Corewell Health celebrates NICU’s 50th anniversary

GRAND RAPIDS, Mich. (WOOD) — It’s an exciting month for Corewell Health as the health care system celebrates the 50th anniversary of its neonatal intensive care unit, the first to open in West Michigan.

“When I started there was, I don’t even know that we counted beds, but there were maybe 30 spaces,” said Vicki Cook, who has been a NICU nurse at Corewell Health Helen DeVos Children’s Hospital in Grand Rapids.

Now, the Gerber Foundation Neonatal Center is a level IV, 108-bed regional NICU that annually admits more than 1,200 babies from 38 counties in Michigan.

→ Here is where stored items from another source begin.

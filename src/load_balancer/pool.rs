//! Channel set ownership and rule-driven execution.

use crate::channel::{ChannelId, SharedChannel};
use crate::error::{BalancerError, BalancerResult};
use crate::observability::metrics;
use crate::rule::Rule;

/// Owns a fixed set of channels and an optional default rule.
#[derive(Debug)]
pub struct LoadBalancer {
    channels: Vec<SharedChannel>,
    default_rule: Option<Box<dyn Rule>>,
}

impl LoadBalancer {
    /// A balancer without a default rule; use the `*_with` methods.
    pub fn new(channels: Vec<SharedChannel>) -> Self {
        Self {
            channels,
            default_rule: None,
        }
    }

    pub fn with_default_rule(channels: Vec<SharedChannel>, rule: Box<dyn Rule>) -> Self {
        Self {
            channels,
            default_rule: Some(rule),
        }
    }

    /// Copy of the channel list. Changes to the returned vector are not seen
    /// by later selections.
    pub fn all_channels(&self) -> Vec<SharedChannel> {
        self.channels.clone()
    }

    pub fn channel(&self, id: ChannelId) -> Option<SharedChannel> {
        self.channels.iter().find(|c| c.id() == id).cloned()
    }

    pub fn default_rule(&self) -> Option<&dyn Rule> {
        self.default_rule.as_deref()
    }

    /// Select a channel with `rule`.
    pub fn choose_channel(&self, rule: &dyn Rule) -> BalancerResult<SharedChannel> {
        let channel = rule.choose(&self.all_channels())?;
        metrics::record_selection(rule.name(), channel.id());
        Ok(channel)
    }

    /// Select a channel with `rule` and run `operation` on it.
    ///
    /// `Err` only reports a selection failure. Whatever the operation returns,
    /// including its own errors, comes back untouched inside `Ok`.
    pub fn execute_with<F, R>(&self, rule: &dyn Rule, operation: F) -> BalancerResult<R>
    where
        F: FnOnce(SharedChannel) -> R,
    {
        let channel = self.choose_channel(rule)?;
        tracing::debug!(rule = rule.name(), channel = channel.id(), "Executing on channel");
        Ok(operation(channel))
    }

    /// Like [`execute_with`](Self::execute_with) using the default rule.
    pub fn execute<F, R>(&self, operation: F) -> BalancerResult<R>
    where
        F: FnOnce(SharedChannel) -> R,
    {
        let rule = self.default_rule().ok_or(BalancerError::NoDefaultRule)?;
        self.execute_with(rule, operation)
    }

    /// Run a fallible operation, folding selection errors into its error type.
    pub fn try_execute_with<F, T, E>(&self, rule: &dyn Rule, operation: F) -> Result<T, E>
    where
        F: FnOnce(SharedChannel) -> Result<T, E>,
        E: From<BalancerError>,
    {
        self.execute_with(rule, operation)?
    }

    pub fn try_execute<F, T, E>(&self, operation: F) -> Result<T, E>
    where
        F: FnOnce(SharedChannel) -> Result<T, E>,
        E: From<BalancerError>,
    {
        self.execute(operation)?
    }
}
//! Shared utilities for integration tests.

use std::time::Duration;

use channel_balancer::{BreakerSettings, ChannelId, Endpoint, SharedChannel};

/// Endpoints with default breaker settings.
pub fn channels(ids: &[ChannelId]) -> Vec<SharedChannel> {
    ids.iter()
        .map(|&id| Endpoint::new(id, format!("replica-{id}")).shared())
        .collect()
}

/// Endpoints with a short cooldown so tests can wait it out.
#[allow(dead_code)]
pub fn channels_with_cooldown(ids: &[ChannelId], cooldown: Duration, threshold: u32) -> Vec<SharedChannel> {
    let settings = BreakerSettings {
        cooldown,
        failure_threshold: threshold,
    };
    ids.iter()
        .map(|&id| Endpoint::with_settings(id, format!("replica-{id}"), settings).shared())
        .collect()
}

/// Trip every channel whose id is listed.
#[allow(dead_code)]
pub fn trip(channels: &[SharedChannel], ids: &[ChannelId]) {
    for channel in channels.iter().filter(|c| ids.contains(&c.id())) {
        channel.record_non_success();
    }
}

“It’s just grown size-wise, staff-wise, and technology has changed so much,” Cook said. “Stuff that we thought was the best for kids 40 years ago, we found out it’s not, it wasn’t good, but it was the best we knew. So things have totally changed.”

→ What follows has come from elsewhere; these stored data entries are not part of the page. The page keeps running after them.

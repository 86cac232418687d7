//! Observability subsystem.
//!
//! # Data Flow
//! ```text
//! Rules, breakers, and the facade produce:
//!     → tracing events (structured fields: rule, channel, failures)
//!     → metrics.rs (counters and gauges through the `metrics` facade)
//!
//! Consumers:
//!     → logging.rs installs a fmt subscriber for binaries
//!     → embedders install their own metrics recorder/exporter
//! ```
//!
//! # Design Decisions
//! - The library never installs a subscriber or recorder itself
//! - Metric calls are no-ops until a recorder is installed

pub mod logging;
pub mod metrics;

Volunteers support patient care at Grand Rapids children’s hospital

It’s now one of few neonatal centers in the country to have a designated space for micropreemies.

“It’s amazing that the viability of babies, like 28 weeks or so when I started (decades ago), we didn’t basically do anything for. We’ve learned so much,” Cook said. “Now 28-weekers, they’re even too old for our small baby unit. Now it’s the 22-weekers.”